■ WHAT YOU HAVE TO DO
Filter the entries for lines with the word "ledger".

Source data

*** Block opens ***

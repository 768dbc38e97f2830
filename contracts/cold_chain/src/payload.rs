// Copyright 2021 Cargill Incorporated
//
// Licensed under the Apache License, Version 2.0 (the "License");
// you may not use this file except in compliance with the License.
// You may obtain a copy of the License at
//
//     http://www.apache.org/licenses/LICENSE-2.0
//
// Unless required by applicable law or agreed to in writing, software
// distributed under the License is distributed on an "AS IS" BASIS,
// WITHOUT WARRANTIES OR CONDITIONS OF ANY KIND, either express or implied.
// See the License for the specific language governing permissions and
// limitations under the License.

use cold_chain_sdk::ledger::{ApplyError, TransactionRequest};
use cold_chain_sdk::protocol::cold_chain::payload::Action;

/// Parses the request's function and positional arguments into an `Action`.
pub fn parse_action(request: &TransactionRequest) -> Result<Action, ApplyError> {
    Action::from_invocation(request.function(), request.args())
        .map_err(|err| ApplyError::InvalidTransaction(format!("Cannot build action: {}", err)))
}

pub fn validate_payload(action: &Action) -> Result<(), ApplyError> {
    if let Some(batch_id) = action.batch_id() {
        validate_batch_id(batch_id)?;
    }

    if let Action::CreateBatch(create) = action {
        if create.min_temp() > create.max_temp() {
            return Err(ApplyError::InvalidTransaction(format!(
                "minTemp {}°C cannot be greater than maxTemp {}°C",
                create.min_temp(),
                create.max_temp()
            )));
        }
    }

    Ok(())
}

fn validate_batch_id(batch_id: &str) -> Result<(), ApplyError> {
    if batch_id.is_empty() {
        return Err(ApplyError::InvalidTransaction(String::from(
            "Batch ID cannot be empty string",
        )));
    }
    if batch_id.contains('\u{0}') {
        return Err(ApplyError::InvalidTransaction(String::from(
            "Batch ID cannot contain U+0000",
        )));
    }
    Ok(())
}

#[cfg(test)]
mod tests {
    use super::*;

    use cold_chain_sdk::ledger::{TransactionRequestBuilder, TxTimestamp};
    use cold_chain_sdk::protocol::cold_chain::payload::CreateBatchAction;

    fn create_action(min_temp: i32, max_temp: i32) -> Action {
        Action::CreateBatch(CreateBatchAction::new(
            "B1".to_string(),
            "2021-05-01".to_string(),
            "2022-05-01".to_string(),
            min_temp,
            max_temp,
        ))
    }

    #[test]
    // Test that an empty batch id is rejected
    fn test_empty_batch_id() {
        match validate_payload(&Action::ReadBatch("".to_string())) {
            Err(ApplyError::InvalidTransaction(err)) => assert!(err.contains("empty")),
            res => panic!("Expected InvalidTransaction, got {:?}", res),
        }
    }

    #[test]
    // Test that a reversed temperature envelope is rejected
    fn test_min_temp_above_max_temp() {
        assert!(validate_payload(&create_action(2, 8)).is_ok());
        assert!(validate_payload(&create_action(5, 5)).is_ok());
        match validate_payload(&create_action(9, 2)) {
            Err(ApplyError::InvalidTransaction(err)) => assert!(err.contains("minTemp")),
            res => panic!("Expected InvalidTransaction, got {:?}", res),
        }
    }

    #[test]
    // Test that GetAllBatch has nothing to validate
    fn test_get_all_batch_valid() {
        assert!(validate_payload(&Action::GetAllBatch).is_ok());
    }

    #[test]
    // Test that a malformed invocation becomes an invalid transaction
    fn test_parse_action_wrong_arguments() {
        let request = TransactionRequestBuilder::new()
            .with_creator("Org1MSP".to_string())
            .with_function("CreateBatch".to_string())
            .with_args(vec!["B1".to_string()])
            .with_timestamp(TxTimestamp::new(0, 0))
            .build()
            .unwrap();

        match parse_action(&request) {
            Err(ApplyError::InvalidTransaction(err)) => assert!(err.contains("CreateBatch")),
            res => panic!("Expected InvalidTransaction, got {:?}", res),
        }
    }
}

*** Block closes ***

■ ANSWER SECTION
use cold_chain_sdk::ledger::{ApplyError, TransactionRequest};
    use cold_chain_sdk::ledger::{TransactionRequestBuilder, TxTimestamp};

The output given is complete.